Discussion in 'Discuss Sexual Abuse' started by Nicolette, Nov 13, 2010.

  1. Nicolette

    Nicolette Here In Spirit

    I found the following article and I thought it was worth sharing:

    Each individual victim of sexual assault has their own personal and private experience. The way they respond to the assault is determined by a multitude of factors. However, just as there are common patterns of sexual assault, there are common responses to sexual assault. These responses will be experienced by most victim/survivors at some point in time.

    Powerlessness and loss of control

    "I feel so helpless. Will I ever be in control again?"​
    All forms of sexual violation involve a wrestling of power from the victim.

    Emotional numbness

    "I feel so numb. Why am I so calm? Why can't I cry?"​
    After an assault has occurred, many victims experience periods of emotional numbness which is a shock response. This response is often misinterpreted by those around them. For example, it may be taken as an indication that they are in control of the situation, are calm and relatively unharmed, or even that they are fabricating their experience of the assault. However, emotional numbness is not an uncommon reaction to severe trauma. It should be interpreted as a victim's 'front line' defence against the overwhelming reality that they have been sexually assaulted.

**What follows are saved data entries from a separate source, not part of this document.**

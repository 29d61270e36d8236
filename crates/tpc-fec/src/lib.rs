#![allow(
    clippy::cast_possible_truncation,
    clippy::cast_precision_loss,
    clippy::missing_errors_doc,
    clippy::missing_panics_doc
)]

//! Chase-Pyndiah decoding of two-dimensional product codes.
//!
//! [`ChasePyndiahDecoder`] alternates column and row passes over a received block.
//! Each pass runs a [`ChaseSearch`] per lane: the least reliable positions of the
//! lane are perturbed, every perturbation is corrected by the lane's
//! [`ComponentDecoder`], and the ranked candidates yield either refined soft values
//! or, on the last pass, hard bits.

pub mod builder;
pub mod chase;
pub mod decoder;
pub mod encoder;
pub mod hiho;
pub mod interleaver;
pub mod layout;
pub mod soft;

use core::fmt::Display;

use thiserror::Error;

pub use builder::{PrecisionVisitor, SpcProductDecoder, build_decoder, with_precision};
pub use chase::{ChaseParams, ChaseSearch, Competitor, LeastReliablePosition};
pub use decoder::{ChasePyndiahDecoder, Decoded};
pub use encoder::SpcProductEncoder;
pub use hiho::{ComponentDecoder, PassThroughHiho};
pub use interleaver::{Interleaver, RowColumnInterleaver};
pub use layout::StridedView;
pub use soft::{HardBit, SoftValue};

#[derive(Debug, Clone, PartialEq, Eq, Error)]
pub enum FecError {
    #[error("invalid argument '{name}' = {value}: {bound}")]
    InvalidArgument {
        name: &'static str,
        value: String,
        bound: String,
    },
    #[error("{value} is not representable in the selected soft-value type")]
    Precision { value: String },
}

impl FecError {
    pub(crate) fn invalid_argument(
        name: &'static str,
        value: impl Display,
        bound: impl Into<String>,
    ) -> Self {
        Self::InvalidArgument {
            name,
            value: value.to_string(),
            bound: bound.into(),
        }
    }
}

    "Was it really sexual assault? I'm okay. I'll be alright."​
    Following the initial shock of the assault, or even months later, a victim may deny to others or to themselves that they have been assaulted. They try to suppress the memory of what has happened in an attempt to regain the previous stability of their lives. Denial also plays a part in the ranking of types of sexual assault. For instance, some victims may feel that if the offender did not penetrate them they were not sexually assaulted, or alternatively, if the offender did not ejaculate then it was not as bad etc. It must be remembered that sexual assault exists on a continuum and that all forms of sexual harassment and violation are experienced as threatening and can have devastating consequences for the victim.

    Disturbed sleep

    Survivors of sexual assault often experience sleepless nights and/or nightmares. The nightmare may involve reliving the assault/s which indicates that they have unresolved issues pertaining to the assault. As the healing process continues, the nightmares or sleepless nights will become less frequent.


    Memories of the assault often return without warning. Sometimes these flashbacks will be so vivid that the victim feels as if they have re-lived the experience of assault. This is not the result of irreversible psychological damage or an indicator of insanity. They represent a trauma response which, like nightmares, will decrease as issues are resolved and the healing process progresses.

    Guilt/self blame

    "I feel as if I did something to make this happen. If only I hadn't..."​
    Victims of sexual assault may feel that they could have avoided it by acting differently. These sorts of reactions are often strongly linked to the myths about sexual assault that prevail in the community which frequently blame the victim rather than the offender. The behaviour and reactions of friends, family, police, lawyers and social workers may reinforce the victim's own feeling that s/he 'asked for it'. The victim may also feel guilty that they have brought shame on their family and themselves by talking about it or reporting it to the police. Similarly, if they believe they could have resisted more forcefully they may also feel at fault. This is particularly true for adult survivors of childhood sexual abuse who tend to see themselves as they are now, as adults rather than as they were at the time of the abuse.
    The offender is always at fault, never the victim. Nothing a victim does is 'asking for it'. Equally, the victim's strategies for surviving the assault are issues for affirmation, not condemnation.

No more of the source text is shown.